Acquiring II would deliver on that ambition in personal investing, and transform abrdn’s digital capability and consumer appeal, one analyst said on Saturday.

Last month, abrdn bought Finimize, a subscription-based investment tips service – a much smaller deal, but one which nevertheless underlined the group’s pivot towards personal investing-oriented activities.

One area of uncertainty for Mr Bird will relate to abrdn shareholders’ reaction to the II news given his predecessors’ decidedly mixed track record in corporate deal-making.

Investors were left underwhelmed by the £11bn merger of Standard Life and Aberdeen Asset Management in 2017, with the combined group having lost close to half its value since the tie-up was announced that year.

Since then, the co-chief executives of Standard Life Aberdeen – now renamed abrdn – have both stepped down.

Martin Gilbert, the Aberdeen Asset Management founder, has emerged in a large number of City posts, including at the helm of AssetCo, which he has begun using as a consolidation vehicle in the asset management sector, while Keith Skeoch remains chairman of the Financial Reporting Council and Investment Association.

For Mr Bird, however, the transaction may come at an opportune time.

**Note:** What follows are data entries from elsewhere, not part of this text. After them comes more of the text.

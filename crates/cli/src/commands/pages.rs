//! `formflow pages`: show page definitions and their field catalogs

use anyhow::Result;
use clap::Args;
use formflow_e2e::{FieldKind, PageDefinition};
use serde::Serialize;

use super::load_registry;
use crate::output::{print_list, OutputFormat, TableDisplay};

#[derive(Args, Debug)]
pub struct PagesArgs {
    /// Directory of additional page definitions (*.yaml)
    #[arg(long)]
    pub pages: Option<std::path::PathBuf>,

    /// Only this page
    pub name: Option<String>,
}

#[derive(Serialize)]
pub struct FieldRow {
    pub page: String,
    pub route: String,
    pub field: String,
    pub locators: String,
    pub options: Option<usize>,
}

impl TableDisplay for FieldRow {
    fn headers() -> Vec<&'static str> {
        vec!["Page", "Route", "Field", "Locators", "Choice"]
    }

    fn row(&self) -> Vec<String> {
        vec![
            self.page.clone(),
            self.route.clone(),
            self.field.clone(),
            self.locators.clone(),
            self.options
                .map(|n| format!("{} options", n))
                .unwrap_or_default(),
        ]
    }
}

fn field_rows(page: &PageDefinition) -> Result<Vec<FieldRow>> {
    page.catalog
        .fields()
        .iter()
        .map(|field| {
            Ok(FieldRow {
                page: page.name.clone(),
                route: page.route.clone(),
                field: field.name.clone(),
                locators: page.catalog.strategies(&field.name)?.to_string(),
                options: match &field.kind {
                    FieldKind::Choice { options } => Some(options.len()),
                    FieldKind::Text => None,
                },
            })
        })
        .collect()
}

pub fn execute(args: PagesArgs, format: OutputFormat) -> Result<()> {
    let registry = load_registry(args.pages.as_deref())?;

    let mut rows = Vec::new();
    match &args.name {
        Some(name) => rows.extend(field_rows(registry.get(name)?)?),
        None => {
            for page in registry.iter() {
                rows.extend(field_rows(page)?);
            }
        }
    }
    print_list(&rows, format);
    Ok(())
}

#[cfg(test)]
mod tests {
    use super::*;
    use formflow_e2e::pages;

    #[test]
    fn test_field_rows_show_fallbacks() {
        let page = pages::new_customer().unwrap();
        let rows = field_rows(&page).unwrap();
        assert_eq!(rows.len(), 5);
        assert_eq!(
            rows[0].locators,
            "[data-testid=\"customer-first-name\"] -> role=textbox[name=\"First Name\"]"
        );
    }

    #[test]
    fn test_state_row_counts_options() {
        let page = pages::create_customer().unwrap();
        let rows = field_rows(&page).unwrap();
        let state = rows.iter().find(|r| r.field == "State").unwrap();
        assert_eq!(state.options, Some(pages::US_STATES.len()));
    }
}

Abrdn has total surplus regulatory capital of about £2bn, having sold another chunk of its stake in India’s HDFC in late September, meaning financing the takeover of II is unlikely to be problematic.

The deal also comes sufficiently early in his tenure as CEO to make a potentially significant difference to the long-term performance of abrdn, which has been hit by large fund outflows during most of the period since the 2017 merger.

Under Mr Bird, the tide has begun to turn, with fee-based revenues and adjusted operating profits recently showing their fastest growth since the company was created in its current form.

He has said he wants to turn abrdn into a simplified and more focused investment management group with far stronger digital capabilities for personal and institutional clients.

Since taking the helm of the company, which now manages more than £530bn for clients, he has jettisoned businesses including Parmenion, a platform servicing independent financial advisers, and a real estate division in the Nordics.

Its rebranding in August – which provoked some derision in the City – would, Mr Bird, said, provide “clarity” and leave it “better-positioned to have impact at scale as a global business”.

Nevertheless, abrdn may have to contend with some discontent from rival fund managers whose products are listed on the II platform.

If the deal goes ahead, it will deliver the certainty of a handsome payday for JC Flowers, II’s biggest shareholder and other investors which include a group of venture capital funds.

JC Flowers engineered the combination of II and TD Direct in 2017, since when the business has grown into an industry powerhouse.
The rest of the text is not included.